Si l’esprit de la jeune femme manquait indubitablement de finesse, elle possédait un sixième sens lui permettant de percevoir les désirs de ses interlocuteurs.

— Vince ne lui adresse pas la parole. Il m’a invitée il y a des siècles – parce qu’il pensait qu’elle m’accompagnerait. Il partait du principe que comme elle m’exhiberait devant lui, il exhiberait pour sa part ce livre devant elle.

Blake sourit.

— Vous m’êtes très sympathique, Nancybeth. Vous dites ce que vous pensez.

— Je pense et j’exprime une certaine chose, mais je me heurte à une fin de non-recevoir.

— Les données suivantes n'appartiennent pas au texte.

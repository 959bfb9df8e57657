//! Routes decoded requests to the predictor, the model store or the query engine.
//!
//! Nothing here returns an error: every failure is folded into an `Outcome`
//! so the poll loop always has something to publish.

use std::time::Instant;

use tracing::{info, warn};

use crate::common::config::AppCfg;
use crate::inference::domain::{EstimateRequest, WarmUp};
use crate::inference::service::Predictor;
use crate::ipc::layout::RESPONSE_MAX;
use crate::ipc::status::StatusCode;
use crate::models::domain::ModelStore;
use crate::models::registry::ModelRegistry;
use crate::models::repo_fs::FsModelStore;

use super::domain::{Outcome, Request, RequestHeader, Response};
use super::engine::{CommandEngine, NoEngine, QueryEngine};

pub struct OpcodeDispatcher {
    predictor: Predictor,
    engine: Box<dyn QueryEngine>,
}

impl OpcodeDispatcher {
    pub fn new(predictor: Predictor, engine: Box<dyn QueryEngine>) -> Self {
        Self { predictor, engine }
    }

    /// Filesystem models under `cfg.data_root` and the configured query command, if any.
    pub fn from_cfg(cfg: &AppCfg) -> Self {
        let registry = ModelRegistry::new(Box::new(FsModelStore::new(cfg)));
        let engine: Box<dyn QueryEngine> = match &cfg.query_cmd {
            Some(cmd) => Box::new(CommandEngine::new(cmd.clone())),
            None => Box::new(NoEngine),
        };
        Self::new(Predictor::new(registry, cfg.models.clone()), engine)
    }

    pub fn predictor(&self) -> &Predictor {
        &self.predictor
    }

    pub fn predictor_mut(&mut self) -> &mut Predictor {
        &mut self.predictor
    }

    pub fn warm_up(&mut self) -> WarmUp {
        self.predictor.warm_up()
    }

    /// Decode and serve one request. `payload` is the whole request region.
    pub fn dispatch(&mut self, header: &RequestHeader, payload: &[u8]) -> Outcome {
        let start = Instant::now();
        match Request::decode(header, payload) {
            Ok(request) => {
                let kind = request.kind();
                let outcome = self.handle(request);
                info!(
                    ev = "request_served",
                    kind,
                    statuses = outcome.statuses.len(),
                    dur_us = start.elapsed().as_micros() as u64,
                );
                outcome
            }
            Err(err) if header.is_legacy() => {
                warn!(
                    ev = "decode_failed",
                    mode = "legacy",
                    code = err.code() as u32,
                    error = %err,
                );
                Outcome::new(Response::Estimate(header.input_count as f64))
            }
            Err(err) => {
                warn!(
                    ev = "decode_failed",
                    mode = "generic",
                    code = err.code() as u32,
                    error = %err,
                );
                Outcome::failed(err.to_string())
            }
        }
    }

    pub fn handle(&mut self, request: Request) -> Outcome {
        match request {
            Request::Estimate(req) => self.estimate(&req),
            Request::FetchModel { model_id } => self.fetch_model(&model_id),
            Request::Execute { query } => self.execute(&query),
            Request::Unknown { opcode } => {
                // Unknown opcodes are answered silently; the requester sees only an empty body.
                // TODO: announce an ERROR status once requesters tolerate one for unknown opcodes.
                warn!(ev = "unknown_opcode", opcode);
                Outcome::new(Response::empty())
            }
        }
    }

    fn estimate(&mut self, req: &EstimateRequest) -> Outcome {
        let estimate = self.predictor.estimate(req);
        let outcome = Outcome::new(Response::Estimate(estimate.value));
        if estimate.entity_loaded {
            outcome.with_status(
                StatusCode::Info,
                format!("loaded histogram {}.{}", req.namespace, req.entity),
            )
        } else {
            outcome
        }
    }

    fn fetch_model(&mut self, model_id: &str) -> Outcome {
        match self.predictor.registry().store().model_bytes(model_id) {
            Ok(Some(bytes)) if bytes.len() > RESPONSE_MAX => Outcome::failed(format!(
                "model {model_id} is {} bytes, response region holds {RESPONSE_MAX}",
                bytes.len()
            )),
            Ok(Some(bytes)) => Outcome::new(Response::Payload(bytes)),
            Ok(None) => Outcome::failed(format!("model not found: {model_id}")),
            Err(err) => Outcome::failed(err.to_string()),
        }
    }

    fn execute(&mut self, query: &str) -> Outcome {
        match self.engine.execute(query) {
            Ok(text) if text.len() > RESPONSE_MAX => Outcome::failed(format!(
                "query result is {} bytes, response region holds {RESPONSE_MAX}",
                text.len()
            )),
            Ok(text) => Outcome::new(Response::Payload(text.into_bytes())),
            Err(err) => {
                let message = err.to_string();
                let mut body = message.clone().into_bytes();
                body.truncate(RESPONSE_MAX);
                Outcome::new(Response::Payload(body)).with_status(StatusCode::Error, message)
            }
        }
    }
}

— Désolé. Je dois avouer que c’est une autre personne que je souhaite rencontrer.

Les yeux de Nancybeth se changèrent en glace. Elle haussa les épaules et lui tourna le dos.

Il s’avança au sein de la foule, en dévisageant les convives. Après avoir placé dans une assiette des amuse-gueule divers, il s’écarta des invités et se retrouva seul dans une pièce latérale évoquant une chapelle, le transept de la nef à la coupole grotesque de ce musée-cathédrale. Dans cette petite salle étaient exposés des objets très différents de la pacotille abominable que Darlington avait mise en montre sur l’avant-scène. À l’intérieur des vitrines, Blake reconnut les fossiles vénusiens ayant permis à cette galerie d’art pitoyable et contestable de devenir célèbre dans tout le système solaire.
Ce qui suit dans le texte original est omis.